Ediston Property Investment Company plc (LSE: EPIC) (the "Company") announces its unaudited NAV as at 31 March 2019.

Quarter highlights

·     Annualised dividend yield of 5.6% based on an annual dividend per share of 5.75 pence and share price of 103.5 pence (at 31 March 2019).

·     Fully covered dividend, with cover of 115% for the quarter to 31 March 2019.

·     NAV total return (including dividends) for the quarter of -0.7%, resulting in a NAV total return for the year to 31 March 2019 of 4.9%.

·     Fair Value independent valuation of the property portfolio as at 31 March 2019 of £328.8million, a decrease of 0.9% compared to the valuation at 31 December 2018.

·     NAV per share at 31 March 2019 of 112.21 pence (31 December 2018: 114.43 pence), a decrease of 1.9%, taking into account capital expenditure to improve the property portfolio and the impact of gearing.

·     Completed new retail warehouse lettings at Hull, Barnsley and Sunderland, securing £570,240 of income per annum.

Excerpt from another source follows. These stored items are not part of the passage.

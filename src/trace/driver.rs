//! Outer driver: the boundary between a tracer and the worker loop
//!
//! A fault inside the tracer (as opposed to inside the task body) must not
//! take the caller's message loop down. The driver contains everything but
//! fatal control signals, reports it, and hands back a reply the loop can
//! act on.

use crate::error::TraceError;
use crate::signals::TaskSignal;
use crate::task::request::{Kwargs, Request};
use crate::trace::outcome::{CapturedFailure, TaskState, TraceInfo};
use crate::trace::tracer::Tracer;
use serde_json::Value;
use std::time::Duration;
use tracing::error;

/// Result of a driven trace. `internal` is populated when the tracer itself
/// faulted; the caller must then decide whether to acknowledge the message.
#[derive(Debug, Clone)]
pub struct TraceReply {
    /// Return value of the body on success.
    pub retval: Option<Value>,
    /// Outcome record for non-success states.
    pub info: Option<TraceInfo>,
    /// Wall-clock time spent in the body.
    pub runtime: Duration,
    /// Infrastructure fault captured at this boundary.
    pub internal: Option<CapturedFailure>,
}

/// Drive one trace, containing tracer-level faults.
///
/// Fatal control signals still propagate: they are meant to terminate the
/// calling execution unit.
pub async fn trace_task(
    tracer: &Tracer,
    task_id: &str,
    args: Vec<Value>,
    kwargs: Kwargs,
    request: Request,
) -> Result<TraceReply, TraceError> {
    match tracer.trace(task_id, args, kwargs, request).await {
        Ok(traced) => Ok(TraceReply {
            retval: traced.retval,
            info: traced.info,
            runtime: traced.runtime,
            internal: None,
        }),
        Err(err @ TraceError::Fatal { .. }) => Err(err),
        Err(err) => Ok(report_internal_error(tracer, task_id, err)),
    }
}

/// Capture a tracer fault, emit the internal-error signal, and build a reply
/// whose failure slot carries the snapshot.
fn report_internal_error(tracer: &Tracer, task_id: &str, err: TraceError) -> TraceReply {
    let failure = CapturedFailure::internal("TraceError", &err);
    error!(
        task = %tracer.name(),
        task_id,
        error = %err,
        "task trace failed outside of the task body"
    );
    tracer
        .options()
        .hub
        .emit(TaskSignal::internal_error(tracer.name(), task_id, failure.clone()));

    TraceReply {
        retval: None,
        info: Some(TraceInfo::failed(TaskState::Failure, None, failure.clone())),
        runtime: Duration::ZERO,
        internal: Some(failure),
    }
}

#[cfg(test)]
mod tests {
    use super::*;
    use crate::backend::MemoryBackend;
    use crate::error::TaskError;
    use crate::task::descriptor::{RegisteredTask, TaskHooks, TaskOptions};
    use crate::trace::tracer::{build_tracer, TraceOptions};
    use serde_json::json;
    use std::sync::Arc;

    #[tokio::test]
    async fn test_driver_passes_through_success() {
        let backend = Arc::new(MemoryBackend::new());
        let task = Arc::new(RegisteredTask::from_fn(
            "add",
            TaskOptions::default(),
            backend,
            |_request, args, _kwargs| async move {
                Ok(json!(args[0].as_i64().unwrap_or(0) + args[1].as_i64().unwrap_or(0)))
            },
        ));
        let tracer = build_tracer(
            "add",
            task,
            TraceOptions {
                eager: true,
                ..Default::default()
            },
        );

        let reply = trace_task(
            &tracer,
            "id-1",
            vec![json!(2), json!(2)],
            Kwargs::new(),
            Request::new("id-1"),
        )
        .await
        .unwrap();
        assert_eq!(reply.retval, Some(json!(4)));
        assert!(reply.internal.is_none());
    }

    #[tokio::test]
    async fn test_driver_contains_broken_before_start() {
        let backend = Arc::new(MemoryBackend::new());
        let hooks = TaskHooks {
            before_start: Some(Box::new(|_task_id, _args, _kwargs| {
                Err(TaskError::failure("SetupError", "misconfigured"))
            })),
            ..Default::default()
        };
        let task = Arc::new(
            RegisteredTask::from_fn(
                "broken",
                TaskOptions::default(),
                backend,
                |_request, _args, _kwargs| async { Ok(json!(null)) },
            )
            .with_hooks(hooks),
        );
        let tracer = build_tracer(
            "broken",
            task,
            TraceOptions {
                eager: true,
                ..Default::default()
            },
        );

        let reply = trace_task(&tracer, "id-1", vec![], Kwargs::new(), Request::new("id-1"))
            .await
            .unwrap();
        let internal = reply.internal.unwrap();
        assert!(internal.internal);
        assert!(internal.message.contains("before_start"));
        assert_eq!(reply.info.unwrap().state, TaskState::Failure);
    }

    #[tokio::test]
    async fn test_driver_propagates_fatal() {
        let backend = Arc::new(MemoryBackend::new());
        let task = Arc::new(RegisteredTask::from_fn(
            "doomed",
            TaskOptions::default(),
            backend,
            |_request, _args, _kwargs| async {
                Err(TaskError::Fatal {
                    message: "forced shutdown".into(),
                })
            },
        ));
        let tracer = build_tracer(
            "doomed",
            task,
            TraceOptions {
                eager: true,
                ..Default::default()
            },
        );

        let err = trace_task(&tracer, "id-1", vec![], Kwargs::new(), Request::new("id-1"))
            .await
            .unwrap_err();
        assert!(matches!(err, TraceError::Fatal { .. }));
    }
}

·     EPRA Vacancy Rate reduced from 6.3% to 3.1% over the quarter.

 

The relatively modest fall in the valuation of the portfolio and consequent impact on the NAV has occurred in the context of extremely negative sentiment across the entire retail sector. For some time the capital markets have struggled to value the retail sector which has been undergoing both structural change in terms of how retail sales are undertaken and also in what consumers want to buy.  Tenant failures and Company Voluntary Arrangements (CVAs) are now giving more rental price discovery, impacting rental streams to the detriment of value.  

The portfolio was not immune from the malaise in the wider retail market.  However, letting activity over the quarter (at rental levels broadly in line with previous valuations) reduced the vacancy rate by half to 3.1% and contributed to the limited reduction in value.  The Company's assets have therefore proved to be more resilient than other properties in the sector, registering a fall of only 0.9% to £328.8m.   

The NAV per share declined by 1.9% to 112.21 pence, reflecting the gearing in the portfolio, the capital expenditure of 0.81 pence per share to improve assets and facilitate lettings, and an increase in Land and Buildings Transaction Tax (LBTT) on Scottish properties during the quarter.  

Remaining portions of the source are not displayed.